ZFS Snapshotter - Excessive ZFS Snapshots?

reefland commented 2 years ago

Description

Seem to be having an issue with containerd ZFS snapshotter potentially not cleaning up snapshots?

Looking at systemd logs, I noticed message such as (not sure if related):

k3s01 k3s[1094942]: E0901 10:54:34.173751 1094942 cri_stats_provider.go:455] "Failed to get the info of the filesystem with mountpoint" err="unable to find data in memory cache" mountpoint="/var/lib/containerd/io.containerd.snapshotter.v1.zfs"

k3s01 k3s[1094942]: E0901 10:54:34.173789 1094942 kubelet.go:1298] "Image garbage collection failed once. Stats initialization may not have completed yet" err="invalid capacity 0 on image filesystem"

Containerd zfs dataset ranges between 34% to 80% capacity depending on when various cleanup and garbage collection happens.
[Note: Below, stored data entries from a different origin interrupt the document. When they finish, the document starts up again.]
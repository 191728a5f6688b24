use serde::{Deserialize, Serialize};

/// Request body for both solve endpoints.
#[derive(Debug, Clone, PartialEq, Eq, Serialize, Deserialize)]
pub struct SolveRequest {
    pub question: String,
    /// Default: false.
    #[serde(default)]
    pub stream: bool,
}

impl SolveRequest {
    #[must_use]
    pub fn new(question: impl Into<String>) -> Self {
        Self {
            question: question.into(),
            stream: false,
        }
    }

    #[must_use]
    pub fn streaming(question: impl Into<String>) -> Self {
        Self {
            question: question.into(),
            stream: true,
        }
    }
}

/// Steps as delivered by the service: either a list or one
/// newline-delimited string.
#[derive(Debug, Clone, PartialEq, Eq, Serialize, Deserialize)]
#[serde(untagged)]
pub enum WireSteps {
    List(Vec<String>),
    Text(String),
}

impl Default for WireSteps {
    fn default() -> Self {
        Self::List(Vec::new())
    }
}

/// Response body for `POST /solve`.
#[derive(Debug, Clone, PartialEq, Deserialize)]
pub struct SolveResponse {
    #[serde(default)]
    pub question: Option<String>,
    pub answer: String,
    #[serde(default)]
    pub steps: WireSteps,
    #[serde(default)]
    pub solution: Option<String>,
    #[serde(default)]
    pub confidence: Option<f64>,
}

impl SolveResponse {
    /// Steps as an ordered list: newline-delimited strings are split on
    /// one-or-more newlines, entries trimmed, empties dropped.
    #[must_use]
    pub fn normalized_steps(&self) -> Vec<String> {
        match &self.steps {
            WireSteps::List(steps) => steps
                .iter()
                .map(|step| step.trim().to_string())
                .filter(|step| !step.is_empty())
                .collect(),
            WireSteps::Text(text) => split_step_lines(text),
        }
    }

    /// Solution with empty and whitespace-only values treated as absent.
    #[must_use]
    pub fn normalized_solution(&self) -> Option<String> {
        self.solution
            .as_deref()
            .map(str::trim)
            .filter(|solution| !solution.is_empty())
            .map(ToString::to_string)
    }
}

#[must_use]
pub fn split_step_lines(text: &str) -> Vec<String> {
    text.split('\n')
        .map(str::trim)
        .filter(|line| !line.is_empty())
        .map(ToString::to_string)
        .collect()
}

/// Request body for `POST /feedback`. Ratings use the service's 1..=5
/// scale.
#[derive(Debug, Clone, PartialEq, Eq, Serialize, Deserialize)]
pub struct FeedbackRequest {
    pub question: String,
    pub answer: String,
    pub rating: u8,
    #[serde(default)]
    pub comment: String,
}

/// Acknowledgement body for `POST /feedback`; not interpreted beyond
/// request success, so every field is optional.
#[derive(Debug, Clone, PartialEq, Eq, Default, Deserialize)]
pub struct FeedbackAck {
    #[serde(default)]
    pub status: Option<String>,
    #[serde(default)]
    pub message: Option<String>,
    #[serde(default)]
    pub feedback_id: Option<String>,
}

/// Response body for `GET /health`.
#[derive(Debug, Clone, PartialEq, Eq, Deserialize)]
pub struct HealthStatus {
    pub status: String,
}
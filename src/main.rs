use std::io::{self, BufRead, Write};
use std::sync::{Arc, Mutex, MutexGuard};

use chat_store::{history_path, ChatStore, Message};
use math_chat::commands::{parse_slash_command, SlashCommand};
use math_chat::runtime::{SessionController, SessionSnapshot};
use math_chat::session::{FeedbackError, Rating, Session, SubmitError};
use math_chat::solver::solver_from_env;
use math_chat::view::render_message;

const HELP_TEXT: &str =
    "Commands: /help, /new, /like INDEX, /dislike INDEX, /upload FILE, /quit";

fn main() -> io::Result<()> {
    env_logger::init();

    let cwd = std::env::current_dir()?;
    let store = ChatStore::open(history_path(&cwd));
    let session = Session::with_history(store.load());

    let solver = solver_from_env().map_err(io::Error::other)?;
    let controller = SessionController::new(session, store, solver);

    let printer = Arc::new(TranscriptPrinter::new(Arc::clone(&controller)));
    {
        let printer = Arc::clone(&printer);
        controller.subscribe(Box::new(move || printer.on_change()));
    }

    println!("math_chat — ask a question, or /help for commands.");
    let stdin = io::stdin();
    for line in stdin.lock().lines() {
        let line = line?;
        match parse_slash_command(&line) {
            Some(SlashCommand::Help) => println!("{HELP_TEXT}"),
            Some(SlashCommand::New) => controller.new_chat(),
            Some(SlashCommand::Quit) => break,
            Some(SlashCommand::Like(index)) => {
                report_feedback(controller.feedback(index, Rating::Like));
            }
            Some(SlashCommand::Dislike(index)) => {
                report_feedback(controller.feedback(index, Rating::Dislike));
            }
            Some(SlashCommand::Upload(file_name)) => {
                report_submit(controller.submit_file(&file_name));
            }
            Some(SlashCommand::Unknown(command)) => println!("Unknown command: {command}"),
            None => report_submit(controller.submit(&line)),
        }
    }

    Ok(())
}

fn report_submit(result: Result<(), SubmitError>) {
    if let Err(SubmitError::Busy) = result {
        println!("An answer is still in flight; wait for it to finish.");
    }
}

fn report_feedback(result: Result<(), FeedbackError>) {
    if let Err(error) = result {
        println!("{error}");
    }
}

/// Prints reveal deltas as they arrive and committed answers on commit.
struct TranscriptPrinter {
    controller: Arc<SessionController>,
    cursor: Mutex<PrintCursor>,
}

#[derive(Default)]
struct PrintCursor {
    history_len: usize,
    reveal_len: usize,
}

impl TranscriptPrinter {
    fn new(controller: Arc<SessionController>) -> Self {
        let history_len = controller.snapshot().history.len();
        Self {
            controller,
            cursor: Mutex::new(PrintCursor {
                history_len,
                reveal_len: 0,
            }),
        }
    }

    fn on_change(&self) {
        let snapshot = self.controller.snapshot();
        let mut cursor = lock_unpoisoned(&self.cursor);
        print_reveal_delta(&snapshot, &mut cursor);
        print_new_messages(&snapshot, &mut cursor);
        let _ = io::stdout().flush();
    }
}

fn print_reveal_delta(snapshot: &SessionSnapshot, cursor: &mut PrintCursor) {
    let buffer = snapshot.reveal_buffer.as_str();
    if buffer.len() < cursor.reveal_len {
        cursor.reveal_len = 0;
    }
    if buffer.len() > cursor.reveal_len {
        print!("{}", &buffer[cursor.reveal_len..]);
        cursor.reveal_len = buffer.len();
    }
}

fn print_new_messages(snapshot: &SessionSnapshot, cursor: &mut PrintCursor) {
    if snapshot.history.len() < cursor.history_len {
        cursor.history_len = 0;
    }

    for message in &snapshot.history[cursor.history_len..] {
        if let Message::Agent { content } = message {
            let rendered = render_message(message);

            // When the answer streamed through the reveal buffer it is
            // already on screen; print only the lines after it.
            let mut skip = 0;
            if cursor.reveal_len > 0 {
                skip = if content.answer.is_empty() {
                    0
                } else {
                    content.answer.lines().count()
                };
                println!();
                cursor.reveal_len = 0;
            }

            for line in rendered.lines.iter().skip(skip) {
                println!("{line}");
            }
        }
    }

    cursor.history_len = snapshot.history.len();
}

fn lock_unpoisoned<T>(mutex: &Mutex<T>) -> MutexGuard<'_, T> {
    match mutex.lock() {
        Ok(guard) => guard,
        Err(poisoned) => poisoned.into_inner(),
    }
}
It has never reached zero.

This number of snapshots seems high:

$ zfs list -r -t snapshot rpool/containerd | wc -l
1347

For less than 70 containers:

$ sudo crictl ps | wc -l
68

Steps to reproduce the issue

1. 2. 3.

Describe the results you received and expected

Expecting more snapshots to be deleted overtime, but unsure how to verify existing snapshots are actually valid or not.

What version of containerd are you using?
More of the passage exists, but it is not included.